Patient two was a 72-year-old male who presented with a BCC of the left antecubital fossa. The patient had a 10-year history of multiple incidences of several BCCs excised from the left chest and a recurrent infiltrative BCC of the right nasal wall. During an evaluation of congestive heart failure, a solitary nodule was discovered in the left posterior lung. A new pulmonary nodule in the left upper lobe was discovered the following year. Computed tomography-guided lung biopsy of the tumor showed similar histological features of both the first pulmonary nodule and the infiltrative BCC excised from the right nasal wall 10 years prior.

Patient three was a 44-year-old male who presented with BCC of the forehead which had partially eroded through the outer table of the frontal bone. During a follow-up evaluation, a CT scan of the neck and parotids revealed three nodules in the right parotid gland and one in the left gland, all of which were confirmed as MBCC by fine needle aspiration cytology.

Metastasis

BCC metastasis to the lung is considered the most feared complication, carrying the worst prognosis. Dr. Giannelli says although the overall incidence of MBCC is rare, a metastatic work up is warranted, especially in cases with perineural invasion or involvement of bone. Aggressive histologic BCC subtypes and lesions located in the central face and head and neck area, especially in areas that follow the embryological cleavage lines, seem to be most commonly associated with MBCC.

"Infiltrative BCCs have a high potential of metastasis; however, the location of the BCC, regardless of the histologic type, is very often associated with possible metastases of BCC in the future. The majority of BCC patients show a distribution to the head and neck area, and the correlation with metastatic BCC is even higher in this patient population," Dr. Giannelli says. "The central face appears to be particularly associated with metastases and is likely due to the embryonal clefting as well as the lymphatic and hematological spread associated with these primary tumor sites."

Many dermatologists do not consider MBCC as a real possibility, probably due to its suspected rare occurrence. However, Dr. Giannelli says patients who have multiple and/or recurrent BCCs, particularly located in the central face region, and those who have been treated with radiation (which has also been associated with an increase in metastatic spread of BCC) must be screened much more closely for the chance of MBCC.

Intense screening

In this patient population, Dr.
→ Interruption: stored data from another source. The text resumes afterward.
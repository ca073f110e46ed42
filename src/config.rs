//! 配置管理模块
//! 支持从环境变量和配置文件加载配置

use std::{collections::BTreeMap, path::Path};

use anyhow::{Context, Result};
use serde::{Deserialize, Serialize};

use crate::domain::Blockchain;

/// SDK 配置
#[derive(Debug, Clone, Default, Serialize, Deserialize)]
pub struct SdkConfig {
    #[serde(default)]
    pub logging: LoggingConfig,
    #[serde(default)]
    pub network: NetworkConfig,
    #[serde(default)]
    pub hosts: HostsConfig,
}

/// 日志配置
#[derive(Debug, Clone, Serialize, Deserialize)]
pub struct LoggingConfig {
    pub level: String,
    pub format: String, // "json" or "text"
}

/// HTTP 客户端配置
#[derive(Debug, Clone, Serialize, Deserialize)]
pub struct NetworkConfig {
    pub request_timeout_secs: u64,
    pub connect_timeout_secs: u64,
    pub user_agent: String,
}

/// 节点列表：网络 ID -> 有序节点地址（第一个优先）
///
/// 测试网的键为 `<network_id>-testnet`，例如 `casper-network-testnet`。
#[derive(Debug, Clone, PartialEq, Eq, Serialize, Deserialize)]
#[serde(transparent)]
pub struct HostsConfig(pub BTreeMap<String, Vec<String>>);

impl Default for LoggingConfig {
    fn default() -> Self {
        Self {
            level: std::env::var("LOG_LEVEL").unwrap_or_else(|_| "info".into()),
            format: std::env::var("LOG_FORMAT").unwrap_or_else(|_| "text".into()),
        }
    }
}

impl Default for NetworkConfig {
    fn default() -> Self {
        Self {
            request_timeout_secs: std::env::var("SDK_REQUEST_TIMEOUT_SECS")
                .ok()
                .and_then(|s| s.parse().ok())
                .unwrap_or(30),
            connect_timeout_secs: std::env::var("SDK_CONNECT_TIMEOUT_SECS")
                .ok()
                .and_then(|s| s.parse().ok())
                .unwrap_or(10),
            user_agent: std::env::var("SDK_USER_AGENT")
                .unwrap_or_else(|_| concat!("ironcore-chains/", env!("CARGO_PKG_VERSION")).into()),
        }
    }
}

/// 内置公共节点
const DEFAULT_HOSTS: &[(&str, &[&str])] = &[
    ("dash", &["https://insight.dash.org/insight-api"]),
    ("ravencoin", &["https://api.ravencoin.org/api", "https://ravencoin.network/api"]),
    ("ethereum", &["https://eth.llamarpc.com", "https://rpc.ankr.com/eth"]),
    ("ethereum-testnet", &["https://rpc.sepolia.org"]),
    ("bsc", &["https://bsc-dataseed.binance.org", "https://bsc-dataseed1.defibit.io"]),
    ("bsc-testnet", &["https://data-seed-prebsc-1-s1.binance.org:8545"]),
    ("polygon", &["https://polygon-rpc.com", "https://rpc.ankr.com/polygon"]),
    ("polygon-testnet", &["https://rpc-amoy.polygon.technology"]),
    ("decimal", &["https://node.decimalchain.com/web3/"]),
    ("xrp", &["https://xrplcluster.com", "https://s1.ripple.com:51234"]),
    ("casper-network", &["https://rpc.mainnet.casperlabs.io/rpc"]),
    ("casper-network-testnet", &["https://rpc.testnet.casperlabs.io/rpc"]),
];

impl Default for HostsConfig {
    fn default() -> Self {
        let mut hosts: BTreeMap<String, Vec<String>> = DEFAULT_HOSTS
            .iter()
            .map(|(key, urls)| (key.to_string(), urls.iter().map(|u| u.to_string()).collect()))
            .collect();

        // SDK_HOSTS_<KEY>=https://a,https://b
        let keys: Vec<String> = Blockchain::all_network_keys();
        for key in keys {
            let var = format!("SDK_HOSTS_{}", key.to_uppercase().replace('-', "_"));
            if let Ok(value) = std::env::var(&var) {
                let urls: Vec<String> = value
                    .split(',')
                    .map(str::trim)
                    .filter(|s| !s.is_empty())
                    .map(str::to_string)
                    .collect();
                if !urls.is_empty() {
                    hosts.insert(key, urls);
                }
            }
        }
        Self(hosts)
    }
}

impl HostsConfig {
    pub fn key_for(blockchain: &Blockchain) -> String {
        if blockchain.is_testnet() {
            format!("{}-testnet", blockchain.network_id())
        } else {
            blockchain.network_id().to_string()
        }
    }

    pub fn hosts_for(&self, blockchain: &Blockchain) -> &[String] {
        self.0
            .get(&Self::key_for(blockchain))
            .map(Vec::as_slice)
            .unwrap_or(&[])
    }

    pub fn set(&mut self, blockchain: &Blockchain, hosts: Vec<String>) {
        self.0.insert(Self::key_for(blockchain), hosts);
    }

    /// `other` 中出现的网络覆盖当前值
    pub fn merge(&mut self, other: HostsConfig) {
        self.0.extend(other.0);
    }
}

impl SdkConfig {
    /// 从环境变量加载配置
    pub fn from_env() -> Result<Self> {
        Ok(Self {
            logging: LoggingConfig::default(),
            network: NetworkConfig::default(),
            hosts: HostsConfig::default(),
        })
    }

    /// 从配置文件加载配置
    pub fn from_file<P: AsRef<Path>>(path: P) -> Result<Self> {
        let content = std::fs::read_to_string(path.as_ref())
            .with_context(|| format!("Failed to read config file: {:?}", path.as_ref()))?;

        let mut config: SdkConfig =
            toml::from_str(&content).with_context(|| "Failed to parse config file as TOML")?;

        // 文件只需列出要覆盖的网络
        let mut hosts = HostsConfig::default();
        hosts.merge(std::mem::take(&mut config.hosts));
        config.hosts = hosts;

        Ok(config)
    }

    /// 从环境变量和配置文件合并加载（配置文件优先级更高）
    pub fn from_env_and_file<P: AsRef<Path>>(path: Option<P>) -> Result<Self> {
        dotenvy::dotenv().ok();
        let mut config = Self::from_env()?;

        if let Some(path) = path {
            if path.as_ref().exists() {
                config = Self::from_file(path)?;
            }
        }

        Ok(config)
    }

    /// 验证配置有效性
    pub fn validate(&self) -> Result<()> {
        // 验证日志级别
        let valid_levels = ["trace", "debug", "info", "warn", "error"];
        if !valid_levels.contains(&self.logging.level.to_lowercase().as_str()) {
            anyhow::bail!("LOG_LEVEL must be one of: {:?}", valid_levels);
        }

        // 验证日志格式
        if self.logging.format != "json" && self.logging.format != "text" {
            anyhow::bail!("LOG_FORMAT must be 'json' or 'text'");
        }

        if self.network.request_timeout_secs == 0 || self.network.connect_timeout_secs == 0 {
            anyhow::bail!("network timeouts must be positive");
        }

        for (network, urls) in &self.hosts.0 {
            if urls.is_empty() {
                anyhow::bail!("no hosts configured for {}", network);
            }
            if let Some(bad) = urls
                .iter()
                .find(|u| !u.starts_with("https://") && !u.starts_with("http://"))
            {
                anyhow::bail!("host {} for {} must start with http:// or https://", bad, network);
            }
        }

        Ok(())
    }
}

#[cfg(test)]
mod tests {
    use std::io::Write;

    use tempfile::NamedTempFile;

    use super::*;

    #[test]
    fn test_config_from_env() {
        let config = SdkConfig::from_env().unwrap();
        assert!(config.network.request_timeout_secs > 0);
        assert!(!config
            .hosts
            .hosts_for(&Blockchain::Xrp {
                curve: crate::crypto::EllipticCurve::Secp256k1
            })
            .is_empty());
        assert!(config.validate().is_ok());
    }

    #[test]
    fn test_config_from_file() {
        let mut file = NamedTempFile::new().unwrap();
        writeln!(
            file,
            r#"
[logging]
level = "debug"
format = "json"

[network]
request_timeout_secs = 5
connect_timeout_secs = 2
user_agent = "test"

[hosts]
dogecoin = ["https://doge-a.example", "https://doge-b.example"]
"#
        )
        .unwrap();

        let config = SdkConfig::from_file(file.path()).unwrap();
        assert_eq!(config.logging.format, "json");
        assert_eq!(config.network.request_timeout_secs, 5);
        assert_eq!(
            config.hosts.hosts_for(&Blockchain::Dogecoin),
            &["https://doge-a.example", "https://doge-b.example"]
        );
        // 未列出的网络保留内置节点
        assert!(!config
            .hosts
            .hosts_for(&Blockchain::Ethereum { testnet: false })
            .is_empty());
        assert!(config.validate().is_ok());
    }

    #[test]
    fn test_hosts_env_override() {
        std::env::set_var("SDK_HOSTS_RAVENCOIN_TESTNET", "https://rvn-1.example, https://rvn-2.example");
        let hosts = HostsConfig::default();
        assert_eq!(
            hosts.hosts_for(&Blockchain::Ravencoin { testnet: true }),
            &["https://rvn-1.example", "https://rvn-2.example"]
        );
        std::env::remove_var("SDK_HOSTS_RAVENCOIN_TESTNET");
    }

    #[test]
    fn test_config_validation() {
        let mut config = SdkConfig::from_env().unwrap();
        config.logging.level = "verbose".into();
        assert!(config.validate().is_err());

        let mut config = SdkConfig::from_env().unwrap();
        config.hosts.set(&Blockchain::Dogecoin, vec!["ftp://doge".into()]);
        assert!(config.validate().is_err());

        let mut config = SdkConfig::from_env().unwrap();
        config.hosts.set(&Blockchain::Dogecoin, vec![]);
        assert!(config.validate().is_err());
    }
}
Giannelli considers a chest X-ray and performs a thorough skin exam including lymph node palpation in order to rule out the possibility of metastasis. This more intense screening protocol is already being readily practiced in melanoma as well as squamous cell carcinoma patients, and should become a mainstay in BCC patients in whom the potential of metastasis is higher.

"I sincerely hope that more colleagues will screen more thoroughly for potential MBCC, as I believe that they are grossly under-reported. I believe that in the future, the goal of therapy in patients with recurrent and/or a history of aggressive BCC tumors lies in tumor markers associated with these metastases.

"We would be able to much more effectively target these tumors and prevent lung metastases, which are the ones that have the worst prognosis, and can, therefore, take better care of our patients," Dr. Giannelli says.

Disclosures: Dr. Giannelli reports no relevant financial interests.